• What is being asked
The lines to extract run from the first line of the entries through the line that contains "stored refresh token"; reproduce exactly those lines and no others.

(Saved entries)
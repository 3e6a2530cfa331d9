//! Access-token refresh.
//!
//! A 401 means the access token was rejected. The coordinator trades the
//! stored refresh token for a new access token at `POST /refresh-access`.
//! Refreshes are serialized, and callers that failed with the same stale
//! token while an attempt was in flight share it instead of each calling the
//! endpoint. A finished attempt is never replayed to a later 401.

use std::sync::atomic::{AtomicU64, Ordering};
use std::sync::Arc;

use serde_json::{json, Value};
use tokio::sync::Mutex;

use crate::credentials::CredentialStore;
use crate::normalize::{normalize, NormalizedResult};

/// Path of the refresh endpoint, relative to the base URL.
pub const REFRESH_PATH: &str = "/refresh-access";

#[derive(Debug, Clone, Copy, PartialEq, Eq)]
pub struct RefreshOutcome {
    pub success: bool,
}

impl RefreshOutcome {
    const SUCCEEDED: Self = Self { success: true };
    const FAILED: Self = Self { success: false };
}

/// The credentials a refresh attempt was made for, and how it went.
#[derive(Debug)]
struct Attempt {
    stale_access: Option<String>,
    refresh_token: String,
    outcome: RefreshOutcome,
    /// Value of the completion counter once this attempt finished.
    epoch: u64,
}

pub struct RefreshCoordinator {
    http: reqwest::Client,
    refresh_url: String,
    credentials: Arc<dyn CredentialStore>,
    last_attempt: Mutex<Option<Attempt>>,
    completed: AtomicU64,
}

impl std::fmt::Debug for RefreshCoordinator {
    fn fmt(&self, f: &mut std::fmt::Formatter<'_>) -> std::fmt::Result {
        f.debug_struct("RefreshCoordinator")
            .field("refresh_url", &self.refresh_url)
            .finish_non_exhaustive()
    }
}

impl RefreshCoordinator {
    pub fn new(
        http: reqwest::Client,
        base_url: &str,
        credentials: Arc<dyn CredentialStore>,
    ) -> Self {
        Self {
            http,
            refresh_url: format!("{}{REFRESH_PATH}", base_url.trim_end_matches('/')),
            credentials,
            last_attempt: Mutex::new(None),
            completed: AtomicU64::new(0),
        }
    }

    /// Unconditionally exchange the refresh token for a new access token.
    pub async fn refresh(&self) -> RefreshOutcome {
        let mut last = self.last_attempt.lock().await;
        let Some(refresh_token) = self.stored_refresh_token() else {
            return RefreshOutcome::FAILED;
        };
        let stale_access = self.credentials.access_token();
        let outcome = self.exchange(&refresh_token).await;
        *last = Some(self.finish(stale_access, refresh_token, outcome));
        outcome
    }

    /// Refresh after a request authenticated with `stale_access` got a 401.
    ///
    /// If an attempt for the same stale token finished while this caller
    /// waited for the lock, its outcome is reused. If the store already holds
    /// a different access token, the caller should simply retry with it.
    /// Otherwise the endpoint is called again, even if an earlier attempt for
    /// these credentials failed.
    pub async fn refresh_after(&self, stale_access: Option<&str>) -> RefreshOutcome {
        let seen = self.completed.load(Ordering::Acquire);
        let mut last = self.last_attempt.lock().await;

        let Some(refresh_token) = self.stored_refresh_token() else {
            tracing::debug!("No refresh token stored; not attempting refresh");
            return RefreshOutcome::FAILED;
        };

        if let Some(prev) = last.as_ref().filter(|prev| prev.epoch > seen) {
            if prev.stale_access.as_deref() == stale_access && prev.refresh_token == refresh_token {
                tracing::debug!("Reusing concurrent refresh outcome: {:?}", prev.outcome);
                return prev.outcome;
            }
        }

        let current = self.credentials.access_token();
        if current.as_deref() != stale_access && current.as_deref().is_some_and(is_valid_token) {
            tracing::debug!("Access token changed since request was sent; retrying with it");
            return RefreshOutcome::SUCCEEDED;
        }

        let outcome = self.exchange(&refresh_token).await;
        *last = Some(self.finish(stale_access.map(str::to_string), refresh_token, outcome));
        outcome
    }

    fn finish(
        &self,
        stale_access: Option<String>,
        refresh_token: String,
        outcome: RefreshOutcome,
    ) -> Attempt {
        let epoch = self.completed.fetch_add(1, Ordering::AcqRel) + 1;
        Attempt {
            stale_access,
            refresh_token,
            outcome,
            epoch,
        }
    }

    fn stored_refresh_token(&self) -> Option<String> {
        self.credentials
            .refresh_token()
            .filter(|t| is_valid_token(t))
    }

    async fn exchange(&self, refresh_token: &str) -> RefreshOutcome {
        tracing::debug!("POST {}", self.refresh_url);
        let response = match self
            .http
            .post(&self.refresh_url)
            .json(&json!({ "refreshToken": refresh_token }))
            .send()
            .await
        {
            Ok(resp) => resp,
            Err(e) => {
                tracing::warn!("Token refresh request failed: {e}");
                return RefreshOutcome::FAILED;
            }
        };

        let status = response.status();
        let body = match response.text().await {
            Ok(body) => body,
            Err(e) => {
                tracing::warn!("Failed to read token refresh response: {e}");
                return RefreshOutcome::FAILED;
            }
        };
        let Ok(payload) = serde_json::from_str::<Value>(&body) else {
            tracing::warn!("Token refresh returned status {status} with a non-JSON body");
            return RefreshOutcome::FAILED;
        };
        if !status.is_success() && !crate::normalize::has_error_marker(&payload) {
            tracing::warn!("Token refresh failed with status {status}: {body}");
            return RefreshOutcome::FAILED;
        }

        let data = match normalize(payload) {
            NormalizedResult::Success { data } => data,
            NormalizedResult::Failure(failure) => {
                tracing::warn!("Token refresh rejected: {}", failure.message);
                return RefreshOutcome::FAILED;
            }
        };

        let Some(access_token) = extract_access_token(&data) else {
            tracing::warn!("Token refresh response carried no access token");
            return RefreshOutcome::FAILED;
        };

        match self.credentials.save_access_token(access_token) {
            Ok(()) => {
                tracing::debug!("Access token refreshed");
                RefreshOutcome::SUCCEEDED
            }
            Err(e) => {
                tracing::warn!("Failed to persist refreshed access token: {e}");
                RefreshOutcome::FAILED
            }
        }
    }
}

/// Pull `accessToken` from a refresh payload, either top-level or under `data`.
/// An explicit `"success": false` counts as no token.
fn extract_access_token(payload: &Value) -> Option<&str> {
    if payload.get("success").and_then(Value::as_bool) == Some(false) {
        return None;
    }
    payload
        .get("accessToken")
        .or_else(|| payload.get("data").and_then(|d| d.get("accessToken")))
        .and_then(Value::as_str)
        .filter(|t| is_valid_token(t))
}

/// Non-empty, non-whitespace token text.
pub(crate) fn is_valid_token(token: &str) -> bool {
    !token.trim().is_empty()
}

• Response to this task
repository 3e6a2530cfa331d9
//! Access-token refresh.
//!
//! A 401 means the access token was rejected. The coordinator trades the
//! stored refresh token for a new access token at `POST /refresh-access`.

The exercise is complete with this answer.